A friend suggested I meet this highly respected traditional healer in the Boeng Kak slum area of Phnom Penh. One of my goals was to have a talisman made to protect me on the journey back home. The other was to explore the role of a traditional healer in Khmer culture. As a nurse, I am always facinated to learn about different ways of healing, and this was an opportunity I just could not pass on.

When I walked into his home I was startled by the contrast between my expectations and my reality. There laying before me cachectic, sick and hooked up to a lipid IV infusion was this revered healer my friend had told me about.

He told me that the doctor had come by earlier that morning and started the lipid infusion before leaving him to fend for himself. I was cringing inside thinking of all the potential complications that could be. Every time I travel I inevitably struggle between being a photographer and being a nurse. It is scenes like this that I struggle with years after encountering them.

I was traveling with a fellow photographer who was also a pharmacist and I recall us both looking at each other with pained expressions on our faces. Remembering that “normal” is relative to where you are can be a very difficult thing at times. Though we expressed concern at his state he dismissed our worries and beckoned us closer into the room..

He quickly got down to the business of making me a talisman; a process that begun with inscribing magical spells onto a piece of lead.

When I asked if it was possible for me to see the magical spells he held up the piece of lead and showed me his scribes.

So worn down and fatigued, he was unable to complete making the talisman so he handed it to his wife for her to complete the process of making it into a bracelet.

She rolled the sheet of lead, spells facing inward over a bracelet of red string.

She gently bent and curved the lead, molding it into its final form....my bracelet.

She handed it back to him to whisper and blow magic into it before she wrapped it around my wrist.

My curiosity got the better of me and I politely asked him what his “illness” was. He told me he was having stomach cramps but that the western medicine was helping. When asked if he knew what the cause was he stated that he believed it was the curse from another traditional healer who was envious of him and his power.

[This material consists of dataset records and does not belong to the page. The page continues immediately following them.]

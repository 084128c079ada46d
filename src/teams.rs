//! Static team tables: code aliases and Russian team names.
//!
//! Canonical codes follow the primary source's vocabulary (`GS`, `NO`,
//! `NY`, `SA`, `UTAH`, `WSH`). Everything else funnels into them through
//! [`canonical_team_code`].

const CODE_ALIASES: &[(&str, &str)] = &[
    ("GSW", "GS"),
    ("NOP", "NO"),
    ("NOH", "NO"),
    ("NOK", "NO"),
    ("NYK", "NY"),
    ("SAS", "SA"),
    ("UTA", "UTAH"),
    ("WAS", "WSH"),
    ("BRK", "BKN"),
    ("NJN", "BKN"),
    ("NJ", "BKN"),
    ("PHO", "PHX"),
    ("CHO", "CHA"),
    ("CHH", "CHA"),
    ("SEA", "OKC"),
    ("VAN", "MEM"),
];

pub struct TeamInfo {
    pub code: &'static str,
    pub name_ru: &'static str,
    /// Extra spellings seen on the secondary site, lowercase.
    pub aliases_ru: &'static [&'static str],
}

pub const TEAMS: &[TeamInfo] = &[
    TeamInfo { code: "ATL", name_ru: "Атланта", aliases_ru: &["атланта хокс"] },
    TeamInfo { code: "BOS", name_ru: "Бостон", aliases_ru: &["бостон селтикс"] },
    TeamInfo { code: "BKN", name_ru: "Бруклин", aliases_ru: &["бруклин нетс"] },
    TeamInfo { code: "CHA", name_ru: "Шарлотт", aliases_ru: &["шарлотт хорнетс"] },
    TeamInfo { code: "CHI", name_ru: "Чикаго", aliases_ru: &["чикаго буллз"] },
    TeamInfo { code: "CLE", name_ru: "Кливленд", aliases_ru: &["кливленд кавальерс"] },
    TeamInfo { code: "DAL", name_ru: "Даллас", aliases_ru: &["даллас маверикс"] },
    TeamInfo { code: "DEN", name_ru: "Денвер", aliases_ru: &["денвер наггетс"] },
    TeamInfo { code: "DET", name_ru: "Детройт", aliases_ru: &["детройт пистонс"] },
    TeamInfo { code: "GS", name_ru: "Голден Стэйт", aliases_ru: &["голден стейт", "голден стэйт уорриорз", "голден стейт уорриорз"] },
    TeamInfo { code: "HOU", name_ru: "Хьюстон", aliases_ru: &["хьюстон рокетс"] },
    TeamInfo { code: "IND", name_ru: "Индиана", aliases_ru: &["индиана пэйсерс"] },
    TeamInfo { code: "LAC", name_ru: "Клипперс", aliases_ru: &["ла клипперс", "лос-анджелес клипперс"] },
    TeamInfo { code: "LAL", name_ru: "Лейкерс", aliases_ru: &["ла лейкерс", "лос-анджелес лейкерс"] },
    TeamInfo { code: "MEM", name_ru: "Мемфис", aliases_ru: &["мемфис гриззлис"] },
    TeamInfo { code: "MIA", name_ru: "Майами", aliases_ru: &["майами хит"] },
    TeamInfo { code: "MIL", name_ru: "Милуоки", aliases_ru: &["милуоки бакс"] },
    TeamInfo { code: "MIN", name_ru: "Миннесота", aliases_ru: &["миннесота тимбервулвз"] },
    TeamInfo { code: "NO", name_ru: "Новый Орлеан", aliases_ru: &["нью-орлеан", "нью-орлеан пеликанс"] },
    TeamInfo { code: "NY", name_ru: "Нью-Йорк", aliases_ru: &["нью-йорк никс"] },
    TeamInfo { code: "OKC", name_ru: "Оклахома-Сити", aliases_ru: &["оклахома", "оклахома-сити тандер"] },
    TeamInfo { code: "ORL", name_ru: "Орландо", aliases_ru: &["орландо мэджик"] },
    TeamInfo { code: "PHI", name_ru: "Филадельфия", aliases_ru: &["филадельфия сиксерс"] },
    TeamInfo { code: "PHX", name_ru: "Финикс", aliases_ru: &["финикс санз"] },
    TeamInfo { code: "POR", name_ru: "Портленд", aliases_ru: &["портленд трэйл блэйзерс"] },
    TeamInfo { code: "SAC", name_ru: "Сакраменто", aliases_ru: &["сакраменто кингз"] },
    TeamInfo { code: "SA", name_ru: "Сан-Антонио", aliases_ru: &["сан-антонио сперс"] },
    TeamInfo { code: "TOR", name_ru: "Торонто", aliases_ru: &["торонто рэпторс"] },
    TeamInfo { code: "UTAH", name_ru: "Юта", aliases_ru: &["юта джаз"] },
    TeamInfo { code: "WSH", name_ru: "Вашингтон", aliases_ru: &["вашингтон уизардс"] },
];

/// Uppercases, trims and folds known aliases onto one canonical code.
///
/// Unknown codes pass through uppercased, so two sources that agree on an
/// unknown code still match each other.
pub fn canonical_team_code(raw: &str) -> String {
    let code = raw.trim().to_ascii_uppercase();
    CODE_ALIASES
        .iter()
        .find(|(alias, _)| *alias == code)
        .map(|(_, canonical)| (*canonical).to_string())
        .unwrap_or(code)
}

pub fn team_info(code: &str) -> Option<&'static TeamInfo> {
    let code = canonical_team_code(code);
    TEAMS.iter().find(|team| team.code == code)
}

/// Russian display name for a canonical code; falls back to the code.
pub fn localized_team_name(code: &str) -> String {
    team_info(code)
        .map(|team| team.name_ru.to_string())
        .unwrap_or_else(|| canonical_team_code(code))
}

/// Resolves a Russian team name as printed on the secondary site to a code.
pub fn code_for_localized_name(raw: &str) -> Option<&'static str> {
    let needle = fold_name(raw);
    if needle.is_empty() {
        return None;
    }
    TEAMS
        .iter()
        .find(|team| {
            fold_name(team.name_ru) == needle
                || team.aliases_ru.iter().any(|alias| fold_name(alias) == needle)
        })
        .map(|team| team.code)
}

fn fold_name(raw: &str) -> String {
    raw.to_lowercase()
        .replace('ё', "е")
        .split_whitespace()
        .collect::<Vec<_>>()
        .join(" ")
}

#[cfg(test)]
mod tests {
    use super::{canonical_team_code, code_for_localized_name, localized_team_name};

    #[test]
    fn aliases_fold_to_one_code() {
        for raw in ["NO", "nop", "NOH"] {
            assert_eq!(canonical_team_code(raw), "NO");
        }
        assert_eq!(canonical_team_code("utA"), "UTAH");
        assert_eq!(canonical_team_code("XYZ"), "XYZ");
    }

    #[test]
    fn localized_names_round_trip_through_codes() {
        assert_eq!(localized_team_name("GSW"), "Голден Стэйт");
        assert_eq!(code_for_localized_name("Голден Стейт"), Some("GS"));
        assert_eq!(code_for_localized_name("  бостон  "), Some("BOS"));
        assert_eq!(code_for_localized_name("Спартак"), None);
    }
}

He said he had no qualms about mixing traditional and western medicine to fight this curse because he knew that his magic was strong enough to fight back.

I walked away from this experience with a better appreciation for how healing doesn't have to be either or. Healing doesn't always look like I expect it to look; even when i am an expert in a certain way of healing. And that sometimes, the patients belief in the healing powers of a form of therapy is as strong or stronger than the therapy itself.